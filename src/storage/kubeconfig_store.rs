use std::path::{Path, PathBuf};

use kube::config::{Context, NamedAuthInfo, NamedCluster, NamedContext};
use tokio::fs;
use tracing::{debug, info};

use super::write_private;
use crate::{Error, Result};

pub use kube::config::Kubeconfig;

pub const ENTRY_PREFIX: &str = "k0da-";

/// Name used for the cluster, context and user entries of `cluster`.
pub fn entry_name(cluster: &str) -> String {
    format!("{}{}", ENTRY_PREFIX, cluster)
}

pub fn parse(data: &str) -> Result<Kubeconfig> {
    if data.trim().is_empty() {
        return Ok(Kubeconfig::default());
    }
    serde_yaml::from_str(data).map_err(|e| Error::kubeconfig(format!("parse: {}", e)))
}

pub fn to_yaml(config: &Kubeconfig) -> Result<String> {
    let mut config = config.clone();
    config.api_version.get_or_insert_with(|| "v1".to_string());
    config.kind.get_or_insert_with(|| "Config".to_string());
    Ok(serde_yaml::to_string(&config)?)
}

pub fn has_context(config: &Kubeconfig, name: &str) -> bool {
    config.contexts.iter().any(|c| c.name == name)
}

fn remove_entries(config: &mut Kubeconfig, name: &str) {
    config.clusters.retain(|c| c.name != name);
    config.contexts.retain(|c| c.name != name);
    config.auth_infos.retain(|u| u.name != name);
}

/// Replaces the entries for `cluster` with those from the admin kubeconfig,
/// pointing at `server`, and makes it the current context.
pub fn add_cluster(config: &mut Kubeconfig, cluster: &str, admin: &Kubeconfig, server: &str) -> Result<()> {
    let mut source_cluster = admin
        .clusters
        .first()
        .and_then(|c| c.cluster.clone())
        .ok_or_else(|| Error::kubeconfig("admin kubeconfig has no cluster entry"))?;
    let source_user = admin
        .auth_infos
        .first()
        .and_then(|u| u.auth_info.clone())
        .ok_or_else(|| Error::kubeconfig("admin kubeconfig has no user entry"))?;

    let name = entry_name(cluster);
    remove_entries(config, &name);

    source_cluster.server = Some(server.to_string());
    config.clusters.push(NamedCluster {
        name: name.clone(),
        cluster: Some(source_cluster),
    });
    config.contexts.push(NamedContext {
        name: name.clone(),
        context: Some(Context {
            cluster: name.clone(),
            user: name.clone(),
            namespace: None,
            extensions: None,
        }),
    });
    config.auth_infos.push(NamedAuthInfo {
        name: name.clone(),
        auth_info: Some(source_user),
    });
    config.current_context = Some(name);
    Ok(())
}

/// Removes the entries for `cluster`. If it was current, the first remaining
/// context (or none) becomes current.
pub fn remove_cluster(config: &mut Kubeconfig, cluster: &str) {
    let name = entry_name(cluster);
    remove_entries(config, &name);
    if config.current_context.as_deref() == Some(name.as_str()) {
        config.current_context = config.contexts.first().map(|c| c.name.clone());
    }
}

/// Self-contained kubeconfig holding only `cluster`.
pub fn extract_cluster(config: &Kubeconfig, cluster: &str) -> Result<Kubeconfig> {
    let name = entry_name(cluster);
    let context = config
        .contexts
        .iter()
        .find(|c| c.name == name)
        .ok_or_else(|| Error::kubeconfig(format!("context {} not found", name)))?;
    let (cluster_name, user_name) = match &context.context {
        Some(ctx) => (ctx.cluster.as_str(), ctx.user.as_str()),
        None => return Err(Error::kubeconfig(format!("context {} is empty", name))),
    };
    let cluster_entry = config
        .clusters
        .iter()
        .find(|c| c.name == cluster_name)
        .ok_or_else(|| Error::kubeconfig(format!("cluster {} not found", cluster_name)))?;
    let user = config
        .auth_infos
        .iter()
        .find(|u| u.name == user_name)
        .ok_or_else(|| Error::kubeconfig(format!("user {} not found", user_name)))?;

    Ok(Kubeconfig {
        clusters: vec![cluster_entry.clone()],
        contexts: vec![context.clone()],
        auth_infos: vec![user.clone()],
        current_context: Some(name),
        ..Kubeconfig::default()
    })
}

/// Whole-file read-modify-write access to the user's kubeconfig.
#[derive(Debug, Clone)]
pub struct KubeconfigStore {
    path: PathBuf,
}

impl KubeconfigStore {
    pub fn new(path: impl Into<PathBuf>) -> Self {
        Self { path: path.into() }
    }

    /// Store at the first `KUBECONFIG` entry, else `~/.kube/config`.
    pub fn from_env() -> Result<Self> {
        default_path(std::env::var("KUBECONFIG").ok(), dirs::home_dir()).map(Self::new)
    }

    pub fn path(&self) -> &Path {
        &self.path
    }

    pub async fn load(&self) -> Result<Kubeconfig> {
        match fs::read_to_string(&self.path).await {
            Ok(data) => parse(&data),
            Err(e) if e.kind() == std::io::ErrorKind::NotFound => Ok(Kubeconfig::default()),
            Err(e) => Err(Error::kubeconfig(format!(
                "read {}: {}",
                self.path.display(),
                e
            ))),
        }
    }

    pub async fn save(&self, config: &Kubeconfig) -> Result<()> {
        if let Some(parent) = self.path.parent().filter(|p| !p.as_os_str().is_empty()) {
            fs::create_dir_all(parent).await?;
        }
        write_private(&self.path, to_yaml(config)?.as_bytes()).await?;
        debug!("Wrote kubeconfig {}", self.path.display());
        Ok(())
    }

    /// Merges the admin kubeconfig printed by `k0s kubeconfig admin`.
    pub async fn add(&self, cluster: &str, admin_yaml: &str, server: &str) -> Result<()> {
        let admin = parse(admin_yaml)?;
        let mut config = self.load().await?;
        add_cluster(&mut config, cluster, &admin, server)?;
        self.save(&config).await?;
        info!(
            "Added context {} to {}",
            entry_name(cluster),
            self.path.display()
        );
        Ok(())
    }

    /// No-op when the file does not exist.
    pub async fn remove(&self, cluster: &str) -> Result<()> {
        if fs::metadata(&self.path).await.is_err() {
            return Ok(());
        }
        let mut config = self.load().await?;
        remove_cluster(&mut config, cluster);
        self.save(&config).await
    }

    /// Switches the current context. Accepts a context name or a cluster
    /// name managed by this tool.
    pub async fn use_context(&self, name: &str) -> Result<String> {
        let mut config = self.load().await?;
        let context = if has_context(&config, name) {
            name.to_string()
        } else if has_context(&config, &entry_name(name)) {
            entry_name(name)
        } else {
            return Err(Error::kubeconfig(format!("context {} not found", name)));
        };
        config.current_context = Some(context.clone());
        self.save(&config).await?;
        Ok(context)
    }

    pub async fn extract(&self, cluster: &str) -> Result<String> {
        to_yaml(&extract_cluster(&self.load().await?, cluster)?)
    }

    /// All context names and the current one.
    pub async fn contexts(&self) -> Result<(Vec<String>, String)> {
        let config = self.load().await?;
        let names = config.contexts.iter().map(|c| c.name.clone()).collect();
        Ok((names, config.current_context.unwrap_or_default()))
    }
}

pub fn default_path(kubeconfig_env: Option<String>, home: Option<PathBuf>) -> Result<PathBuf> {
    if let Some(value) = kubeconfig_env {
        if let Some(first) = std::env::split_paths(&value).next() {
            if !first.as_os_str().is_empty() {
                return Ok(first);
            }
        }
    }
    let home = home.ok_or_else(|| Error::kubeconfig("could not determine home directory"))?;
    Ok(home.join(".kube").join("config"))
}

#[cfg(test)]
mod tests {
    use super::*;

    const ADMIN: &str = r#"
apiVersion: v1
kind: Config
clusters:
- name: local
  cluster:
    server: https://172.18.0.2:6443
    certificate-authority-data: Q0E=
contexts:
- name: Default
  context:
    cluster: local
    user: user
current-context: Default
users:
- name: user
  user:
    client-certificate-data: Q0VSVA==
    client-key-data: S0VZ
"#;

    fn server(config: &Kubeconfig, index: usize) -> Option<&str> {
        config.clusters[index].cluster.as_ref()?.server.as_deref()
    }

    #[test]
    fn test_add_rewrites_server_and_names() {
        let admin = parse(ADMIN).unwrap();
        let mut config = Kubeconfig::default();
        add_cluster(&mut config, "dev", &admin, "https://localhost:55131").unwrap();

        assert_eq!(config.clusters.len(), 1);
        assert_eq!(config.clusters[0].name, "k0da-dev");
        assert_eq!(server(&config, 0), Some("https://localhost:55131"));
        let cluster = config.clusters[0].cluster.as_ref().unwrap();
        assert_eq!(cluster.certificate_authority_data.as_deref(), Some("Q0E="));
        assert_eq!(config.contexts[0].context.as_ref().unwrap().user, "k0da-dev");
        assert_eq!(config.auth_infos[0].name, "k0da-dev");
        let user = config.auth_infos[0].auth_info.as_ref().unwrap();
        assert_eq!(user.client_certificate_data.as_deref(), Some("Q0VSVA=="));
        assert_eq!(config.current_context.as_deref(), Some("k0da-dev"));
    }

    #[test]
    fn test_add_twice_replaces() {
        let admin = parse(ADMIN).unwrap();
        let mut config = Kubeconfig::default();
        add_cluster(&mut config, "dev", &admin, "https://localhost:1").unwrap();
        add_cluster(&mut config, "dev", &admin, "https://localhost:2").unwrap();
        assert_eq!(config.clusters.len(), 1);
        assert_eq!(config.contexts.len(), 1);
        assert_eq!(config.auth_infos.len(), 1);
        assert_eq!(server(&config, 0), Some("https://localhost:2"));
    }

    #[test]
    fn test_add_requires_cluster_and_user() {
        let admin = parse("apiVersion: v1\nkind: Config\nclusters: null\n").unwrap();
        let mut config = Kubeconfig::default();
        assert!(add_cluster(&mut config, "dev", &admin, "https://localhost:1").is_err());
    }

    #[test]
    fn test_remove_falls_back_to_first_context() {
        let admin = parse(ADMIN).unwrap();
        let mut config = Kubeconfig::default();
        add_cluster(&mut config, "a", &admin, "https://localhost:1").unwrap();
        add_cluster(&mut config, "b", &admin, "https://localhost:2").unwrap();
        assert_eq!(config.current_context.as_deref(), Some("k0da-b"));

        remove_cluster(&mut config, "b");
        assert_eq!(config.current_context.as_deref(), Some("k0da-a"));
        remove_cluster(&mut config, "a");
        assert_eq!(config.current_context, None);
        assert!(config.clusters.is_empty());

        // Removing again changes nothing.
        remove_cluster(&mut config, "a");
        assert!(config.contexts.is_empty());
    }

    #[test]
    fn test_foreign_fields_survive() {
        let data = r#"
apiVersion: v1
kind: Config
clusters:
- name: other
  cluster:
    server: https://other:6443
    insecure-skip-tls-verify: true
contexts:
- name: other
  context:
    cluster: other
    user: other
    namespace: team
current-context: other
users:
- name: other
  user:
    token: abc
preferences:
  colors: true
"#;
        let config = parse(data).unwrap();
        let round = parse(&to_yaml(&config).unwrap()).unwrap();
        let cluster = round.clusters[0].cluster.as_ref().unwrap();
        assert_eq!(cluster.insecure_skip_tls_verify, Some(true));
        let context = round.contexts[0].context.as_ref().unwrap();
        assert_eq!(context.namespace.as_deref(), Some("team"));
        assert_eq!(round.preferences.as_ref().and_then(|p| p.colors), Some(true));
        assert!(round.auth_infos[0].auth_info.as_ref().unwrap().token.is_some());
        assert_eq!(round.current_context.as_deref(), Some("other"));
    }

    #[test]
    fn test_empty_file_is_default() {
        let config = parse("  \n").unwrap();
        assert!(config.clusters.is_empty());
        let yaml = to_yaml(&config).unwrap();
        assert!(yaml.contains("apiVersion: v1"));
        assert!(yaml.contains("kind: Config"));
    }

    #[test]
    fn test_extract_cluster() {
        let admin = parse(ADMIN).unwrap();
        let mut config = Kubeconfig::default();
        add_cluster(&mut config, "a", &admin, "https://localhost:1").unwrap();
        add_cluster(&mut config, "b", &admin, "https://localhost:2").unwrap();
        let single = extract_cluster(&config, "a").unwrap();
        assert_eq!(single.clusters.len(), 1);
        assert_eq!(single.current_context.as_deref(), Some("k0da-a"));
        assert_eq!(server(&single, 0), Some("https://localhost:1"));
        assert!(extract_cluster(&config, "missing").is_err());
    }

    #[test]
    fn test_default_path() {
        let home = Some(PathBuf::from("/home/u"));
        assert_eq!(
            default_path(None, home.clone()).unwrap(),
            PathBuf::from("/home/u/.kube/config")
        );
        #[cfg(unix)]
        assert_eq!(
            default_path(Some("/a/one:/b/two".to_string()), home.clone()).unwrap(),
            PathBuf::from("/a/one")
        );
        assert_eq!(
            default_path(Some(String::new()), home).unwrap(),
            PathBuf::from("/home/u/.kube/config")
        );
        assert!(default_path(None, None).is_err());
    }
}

= = = = = = =

[Task directions] Each line that contains the string "index" counts once; report how many such lines the entries have, giving only the number.

[Reply to the task] 2